Com uma história geralmente simples e mecânicas que se repetem, um dos maiores desafios de um jogo de plataforma é, provavelmente, mantê-lo fresco e interessante do início ao fim. Crash 4 lida com esta questão oferecendo um ritmo de novidades muito bem equilibrado.

Claro que as fases em que você joga com o Crash ou a Coco superando plataformas são a vasta maioria, mas cada vez que o modelo está em vésperas de cansar, o jogo introduz alguma novidade que lhe dá a sensação de novidade, na forma de um novo personagem ou uma das máscaras quânticas.

O mapa divide-se em momentos no tempo e cada fase oferece muitos desafios.

Um Dingodile aposentado, uma deslocada e melancólica Tawna Bandicoot de um universo alternativo e até mesmo Dr. Cortex se apresentam como personagens jogáveis – cada um com seus próprios movimentos e habilidades – em fases próprias e cheias de desafios personalizados. Já as máscaras quânticas dão novas habilidades ao Crash e a Coco, como reduzir a velocidade da passagem do tempo ou girar como um furacão de energia ou inverter a gravidade. Todas estas novas habilidades são utilizadas para superar os obstáculos e dão variedade ao ritmo do jogo.

O Fim é Só o Começo

Concluir Crash 4: It’s About Time é apenas o começo. Para quem curte um desafio, o título oferece muitas opções para estender a jogatina e demonstrar suas habilidades.

Superar todos os desafios de uma fase é apenas metade da tarefa, pois cada estágio concluído libera sua versão N-Verted, que além de filtros diferenciados na imagem também oferecem novos desafios e uma dificuldade elevada, rendendo novas gemas ao jogador.

O jogo roda a 60 fps nos consoles Pro e One X, mas a taxa de frames fica prejudicada nos consoles Base e One S.

Além das fases invertidas, fitas VHS espalhadas pelo jogo dão acesso a fases especiais onde Crash precisa superar desafios do Dr. Cortex, onde quebrar uma caixa errada ou errar um pulo significa a falha.

Com isto, o Crash 4 oferece um ótimo fator replay, desafiando o jogador a encontrar todas as gemas, descobrir seus segredos e obter todas as relíquias perfeitas.

Você tem a minha atenção, Uka Uka

Em resumo, Crash 4: It’s About Time encontra o equilíbrio entre a nostalgia e a novidade e entrega um jogo divertido, desafiador e com horas e horas de jogo para quem quiser possuir todas as suas exigentes conquistas.

Algumas de suas peculiaridades do passado ainda estão presentes e podem resultar naquela pontinha momentânea de frustração.
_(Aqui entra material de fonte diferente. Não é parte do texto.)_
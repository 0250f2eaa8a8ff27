//! MSIM-prefixed error types with structured error codes.

#![allow(missing_docs)]

use std::path::{Path, PathBuf};

use thiserror::Error;

/// Shared `Result` alias for the project.
pub type Result<T> = std::result::Result<T, MsimError>;

/// Top-level error type for the metrics simulator.
#[derive(Debug, Error)]
pub enum MsimError {
    #[error("[MSIM-1001] invalid configuration: {details}")]
    InvalidConfig { details: String },

    #[error("[MSIM-1002] missing configuration file: {path}")]
    MissingConfig { path: PathBuf },

    #[error("[MSIM-1003] configuration parse failure in {context}: {details}")]
    ConfigParse {
        context: &'static str,
        details: String,
    },

    #[error("[MSIM-2001] unknown metric field: {name:?}")]
    UnknownMetric { name: String },

    #[error("[MSIM-2002] unknown view shape: {name:?}")]
    UnknownView { name: String },

    #[error("[MSIM-2101] serialization failure in {context}: {details}")]
    Serialization {
        context: &'static str,
        details: String,
    },

    #[error("[MSIM-3002] IO failure at {path}: {source}")]
    Io {
        path: PathBuf,
        #[source]
        source: std::io::Error,
    },

    #[error("[MSIM-3900] runtime failure: {details}")]
    Runtime { details: String },
}

impl MsimError {
    /// Stable machine-parseable error code.
    #[must_use]
    pub const fn code(&self) -> &'static str {
        match self {
            Self::InvalidConfig { .. } => "MSIM-1001",
            Self::MissingConfig { .. } => "MSIM-1002",
            Self::ConfigParse { .. } => "MSIM-1003",
            Self::UnknownMetric { .. } => "MSIM-2001",
            Self::UnknownView { .. } => "MSIM-2002",
            Self::Serialization { .. } => "MSIM-2101",
            Self::Io { .. } => "MSIM-3002",
            Self::Runtime { .. } => "MSIM-3900",
        }
    }

    /// Whether the caller supplied something the simulator does not know.
    #[must_use]
    pub const fn is_lookup_failure(&self) -> bool {
        matches!(self, Self::UnknownMetric { .. } | Self::UnknownView { .. })
    }

    /// Convenience constructor for IO errors with a known path.
    #[must_use]
    pub fn io(path: impl AsRef<Path>, source: std::io::Error) -> Self {
        Self::Io {
            path: path.as_ref().to_path_buf(),
            source,
        }
    }

    /// Convenience constructor for an unknown metric name.
    #[must_use]
    pub fn unknown_metric(name: impl Into<String>) -> Self {
        Self::UnknownMetric { name: name.into() }
    }
}

impl From<serde_json::Error> for MsimError {
    fn from(value: serde_json::Error) -> Self {
        Self::Serialization {
            context: "serde_json",
            details: value.to_string(),
        }
    }
}

impl From<toml::de::Error> for MsimError {
    fn from(value: toml::de::Error) -> Self {
        Self::ConfigParse {
            context: "toml",
            details: value.to_string(),
        }
    }
}

#[cfg(test)]
mod tests {
    use super::*;

    #[test]
    fn error_codes_are_unique() {
        let errors: Vec<MsimError> = vec![
            MsimError::InvalidConfig {
                details: String::new(),
            },
            MsimError::MissingConfig {
                path: PathBuf::new(),
            },
            MsimError::ConfigParse {
                context: "",
                details: String::new(),
            },
            MsimError::unknown_metric("x"),
            MsimError::UnknownView {
                name: String::new(),
            },
            MsimError::Serialization {
                context: "",
                details: String::new(),
            },
            MsimError::io("/tmp", std::io::Error::other("boom")),
            MsimError::Runtime {
                details: String::new(),
            },
        ];
        let mut codes: Vec<&str> = errors.iter().map(MsimError::code).collect();
        let before = codes.len();
        codes.sort_unstable();
        codes.dedup();
        assert_eq!(codes.len(), before);
    }

    #[test]
    fn display_carries_code_prefix() {
        let err = MsimError::unknown_metric("gpuUsage");
        let text = err.to_string();
        assert!(text.starts_with("[MSIM-2001]"));
        assert!(text.contains("gpuUsage"));
    }

    #[test]
    fn lookup_failures_are_classified() {
        assert!(MsimError::unknown_metric("x").is_lookup_failure());
        assert!(
            MsimError::UnknownView {
                name: "pie".to_string()
            }
            .is_lookup_failure()
        );
        assert!(
            !MsimError::Runtime {
                details: String::new()
            }
            .is_lookup_failure()
        );
    }

    #[test]
    fn toml_errors_map_to_config_parse() {
        let parse: std::result::Result<toml::Table, _> = toml::from_str("= nope");
        let err: MsimError = parse.expect_err("invalid toml").into();
        assert_eq!(err.code(), "MSIM-1003");
    }
}
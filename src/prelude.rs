//! Convenience re-exports for library consumers.
//!
//! ```rust,no_run
//! use metrics_simulator::prelude::*;
//! ```

// Core
pub use crate::core::config::Config;
pub use crate::core::errors::{MsimError, Result};

// Metrics
pub use crate::metrics::generator::SampleGenerator;
pub use crate::metrics::history::History;
pub use crate::metrics::sample::{MetricField, MetricSample};
pub use crate::metrics::views::{View, ViewShape};

// Simulator
pub use crate::simulator::Simulator;
pub use crate::simulator::status::StatusReport;
pub use crate::simulator::stress::PerformanceSnapshot;
pub use crate::simulator::ticker::{TickHandle, spawn_ticker};

// Logging
pub use crate::logger::activity::{ActivityEvent, ActivityLoggerHandle, spawn_logger};
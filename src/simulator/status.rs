//! Poll bundle: what each presentation consumer reads once per second.

use serde::{Deserialize, Serialize};

use crate::metrics::sample::MetricSample;
use crate::simulator::stress::{PayloadStats, PerformanceSnapshot};
use crate::simulator::{CounterSnapshot, Simulator};

/// Point-in-time status of one simulator.
#[derive(Debug, Clone, PartialEq, Serialize, Deserialize)]
pub struct StatusReport {
    /// Base tick requested.
    pub running: bool,
    /// Stress mode active.
    pub stressed: bool,
    /// Base tick worker still alive; false after a worker panic.
    pub base_tick_alive: bool,
    /// Stress tick worker still alive; false after a worker panic.
    pub stress_tick_alive: bool,
    /// Whole seconds in stress mode, 0 when idle.
    pub elapsed_stress_seconds: u64,
    /// Samples in the window.
    pub history_len: usize,
    /// Window capacity.
    pub capacity: usize,
    /// Newest sample.
    pub latest: Option<MetricSample>,
    /// Synthetic self-reported performance.
    pub performance: PerformanceSnapshot,
    /// Stress payload counts.
    pub payload: PayloadStats,
    /// Cumulative counters.
    pub counters: CounterSnapshot,
}

impl StatusReport {
    /// Read every field from `simulator`.
    #[must_use]
    pub fn collect(simulator: &Simulator) -> Self {
        Self {
            running: simulator.is_running(),
            stressed: simulator.is_stressed(),
            base_tick_alive: simulator.base_tick_alive(),
            stress_tick_alive: simulator.stress_tick_alive(),
            elapsed_stress_seconds: simulator.elapsed_stress_seconds(),
            history_len: simulator.len(),
            capacity: simulator.capacity(),
            latest: simulator.latest(),
            performance: simulator.synthetic_performance_snapshot(),
            payload: simulator.payload_stats(),
            counters: simulator.counters(),
        }
    }

    /// Whether a requested tick worker has died.
    #[must_use]
    pub const fn has_dead_tick(&self) -> bool {
        (self.running && !self.base_tick_alive) || (self.stressed && !self.stress_tick_alive)
    }

    /// One-line human summary; `None` readings render as dashes.
    /// A dead tick worker is flagged at the end.
    #[must_use]
    pub fn summary_line(&self) -> String {
        let (cpu, mem, rt) = self.latest.map_or_else(
            || ("-".to_string(), "-".to_string(), "-".to_string()),
            |s| {
                (
                    format!("{:5.1}%", s.cpu_usage),
                    format!("{:5.1}%", s.memory_usage),
                    format!("{:6.1}ms", s.response_time),
                )
            },
        );
        let stress = if self.stressed {
            format!("STRESS {}s", self.elapsed_stress_seconds)
        } else {
            "idle".to_string()
        };
        let mut line = format!(
            "cpu {cpu} mem {mem} rt {rt} | window {}/{} | {stress} | self cpu {:.0}% mem {:.0}% rt {:.0}ms",
            self.history_len,
            self.capacity,
            self.performance.cpu_usage_percent,
            self.performance.memory_usage_percent,
            self.performance.response_time_ms,
        );
        if self.has_dead_tick() {
            line.push_str(" | TICK DOWN");
        }
        line
    }
}
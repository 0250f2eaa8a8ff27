//! Metric sample model: one timestamped set of seven synthetic server readings.

use std::fmt;
use std::str::FromStr;

use chrono::{DateTime, Utc};
use serde::{Deserialize, Serialize};

use crate::core::errors::{MsimError, Result};

/// One point in time of the simulated server.
#[derive(Debug, Clone, Copy, PartialEq, Serialize, Deserialize)]
#[serde(rename_all = "camelCase")]
pub struct MetricSample {
    /// When the sample was taken (UTC).
    pub timestamp: DateTime<Utc>,
    /// CPU usage, 0..=100 %.
    pub cpu_usage: f64,
    /// Memory usage, 0..=100 %.
    pub memory_usage: f64,
    /// Disk usage, 0..=100 %.
    pub disk_usage: f64,
    /// Inbound network rate, >= 0.
    pub network_in: f64,
    /// Outbound network rate, >= 0.
    pub network_out: f64,
    /// Open connections, a whole number >= 0.
    pub active_connections: f64,
    /// Response time in milliseconds, >= 0.
    pub response_time: f64,
}

impl MetricSample {
    /// Read one field.
    #[must_use]
    pub const fn value(&self, field: MetricField) -> f64 {
        match field {
            MetricField::CpuUsage => self.cpu_usage,
            MetricField::MemoryUsage => self.memory_usage,
            MetricField::DiskUsage => self.disk_usage,
            MetricField::NetworkIn => self.network_in,
            MetricField::NetworkOut => self.network_out,
            MetricField::ActiveConnections => self.active_connections,
            MetricField::ResponseTime => self.response_time,
        }
    }

    /// Write one field, clamped to its valid range.
    pub fn set(&mut self, field: MetricField, value: f64) {
        let clamped = field.clamp(value);
        match field {
            MetricField::CpuUsage => self.cpu_usage = clamped,
            MetricField::MemoryUsage => self.memory_usage = clamped,
            MetricField::DiskUsage => self.disk_usage = clamped,
            MetricField::NetworkIn => self.network_in = clamped,
            MetricField::NetworkOut => self.network_out = clamped,
            MetricField::ActiveConnections => self.active_connections = clamped,
            MetricField::ResponseTime => self.response_time = clamped,
        }
    }

    /// A sample with every reading at zero.
    #[must_use]
    pub const fn zeroed(timestamp: DateTime<Utc>) -> Self {
        Self {
            timestamp,
            cpu_usage: 0.0,
            memory_usage: 0.0,
            disk_usage: 0.0,
            network_in: 0.0,
            network_out: 0.0,
            active_connections: 0.0,
            response_time: 0.0,
        }
    }

    /// Whether every reading lies inside its field's range.
    #[must_use]
    pub fn is_within_bounds(&self) -> bool {
        MetricField::ALL
            .iter()
            .all(|field| field.contains(self.value(*field)))
    }
}

/// Selectable metric reading.
#[derive(Debug, Clone, Copy, PartialEq, Eq, Hash, Serialize, Deserialize)]
#[serde(rename_all = "camelCase")]
pub enum MetricField {
    /// `cpu_usage`
    CpuUsage,
    /// `memory_usage`
    MemoryUsage,
    /// `disk_usage`
    DiskUsage,
    /// `network_in`
    NetworkIn,
    /// `network_out`
    NetworkOut,
    /// `active_connections`
    ActiveConnections,
    /// `response_time`
    ResponseTime,
}

impl MetricField {
    /// Every field, in display order.
    pub const ALL: [Self; 7] = [
        Self::CpuUsage,
        Self::MemoryUsage,
        Self::DiskUsage,
        Self::NetworkIn,
        Self::NetworkOut,
        Self::ActiveConnections,
        Self::ResponseTime,
    ];

    /// Canonical snake_case name.
    #[must_use]
    pub const fn name(self) -> &'static str {
        match self {
            Self::CpuUsage => "cpu_usage",
            Self::MemoryUsage => "memory_usage",
            Self::DiskUsage => "disk_usage",
            Self::NetworkIn => "network_in",
            Self::NetworkOut => "network_out",
            Self::ActiveConnections => "active_connections",
            Self::ResponseTime => "response_time",
        }
    }

    const fn camel_name(self) -> &'static str {
        match self {
            Self::CpuUsage => "cpuUsage",
            Self::MemoryUsage => "memoryUsage",
            Self::DiskUsage => "diskUsage",
            Self::NetworkIn => "networkIn",
            Self::NetworkOut => "networkOut",
            Self::ActiveConnections => "activeConnections",
            Self::ResponseTime => "responseTime",
        }
    }

    /// Human-readable series label including units.
    #[must_use]
    pub const fn label(self) -> &'static str {
        match self {
            Self::CpuUsage => "CPU usage (%)",
            Self::MemoryUsage => "Memory usage (%)",
            Self::DiskUsage => "Disk usage (%)",
            Self::NetworkIn => "Network in (MB/s)",
            Self::NetworkOut => "Network out (MB/s)",
            Self::ActiveConnections => "Active connections",
            Self::ResponseTime => "Response time (ms)",
        }
    }

    /// Series colour as a CSS `rgba()` string.
    #[must_use]
    pub fn color(self, alpha: f64) -> String {
        let (r, g, b) = match self {
            Self::CpuUsage => (255, 99, 132),
            Self::MemoryUsage => (54, 162, 235),
            Self::DiskUsage => (255, 205, 86),
            Self::NetworkIn => (75, 192, 192),
            Self::NetworkOut => (153, 102, 255),
            Self::ActiveConnections => (255, 159, 64),
            Self::ResponseTime => (199, 199, 199),
        };
        format!("rgba({r}, {g}, {b}, {alpha})")
    }

    /// Percentages are bounded above by 100.
    #[must_use]
    pub const fn is_percentage(self) -> bool {
        matches!(self, Self::CpuUsage | Self::MemoryUsage | Self::DiskUsage)
    }

    /// Clamp a raw value into the field's valid range. NaN becomes 0.
    #[must_use]
    pub fn clamp(self, value: f64) -> f64 {
        if value.is_nan() {
            return 0.0;
        }
        let value = if matches!(self, Self::ActiveConnections) {
            value.floor()
        } else {
            value
        };
        if self.is_percentage() {
            value.clamp(0.0, 100.0)
        } else {
            value.max(0.0)
        }
    }

    /// Whether `value` is inside the field's range.
    #[must_use]
    pub fn contains(self, value: f64) -> bool {
        if self.is_percentage() {
            (0.0..=100.0).contains(&value)
        } else {
            value >= 0.0
        }
    }
}

impl fmt::Display for MetricField {
    fn fmt(&self, f: &mut fmt::Formatter<'_>) -> fmt::Result {
        f.write_str(self.name())
    }
}

impl FromStr for MetricField {
    type Err = MsimError;

    fn from_str(raw: &str) -> Result<Self> {
        let trimmed = raw.trim();
        Self::ALL
            .into_iter()
            .find(|field| field.name() == trimmed || field.camel_name() == trimmed)
            .ok_or_else(|| MsimError::unknown_metric(raw))
    }
}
Mesmo que em número menor, as fases em que você monta em algum animal possuem jogabilidade estranha, imprecisa e escorregadia e mesmo com a sombra que auxilia nos pulos, existem momentos em que é difícil precisar o alinhamento de uma caixa flutuante.

Mas estes momentos são rapidamente esquecidos e superados por desafios interessantes e as rápidas variações oferecidas pelos novos personagens e habilidades.

Novos personagens jogáveis, como a Tawna e Dingodile, ajudam a dar variedade ao jogo.

A nova aventura dos Bandicoots pelo tempo transpira carisma e oferece um desafio recompensador para quem deseja apenas terminar o jogo. Se você busca os 100%, prepare-se para suar no controle e demonstrar suas habilidades!

Diferentemente de N-Sane Trilogy, que se sustenta na nostalgia e acaba por evidenciar os problemas e particularidades dos jogos originais, o novo título moderniza a franquia e acerta onde outras desenvolvedoras derraparam. Ao invés de girar como o Crash por gêneros diversos, a Toys for Bob conseguiu filtrar as qualidades e problemas da trilogia original e saltou para o futuro sem descaracterizar o passado.

Crash Bandicoot está de volta!

Crash Bandicoot 4: It’s About Time está disponível para Playstation 4, Xbox One e Windows PC. O review foi desenvolvido com base na versão para Playstation 4 Pro, gentilmente cedida pela Activision.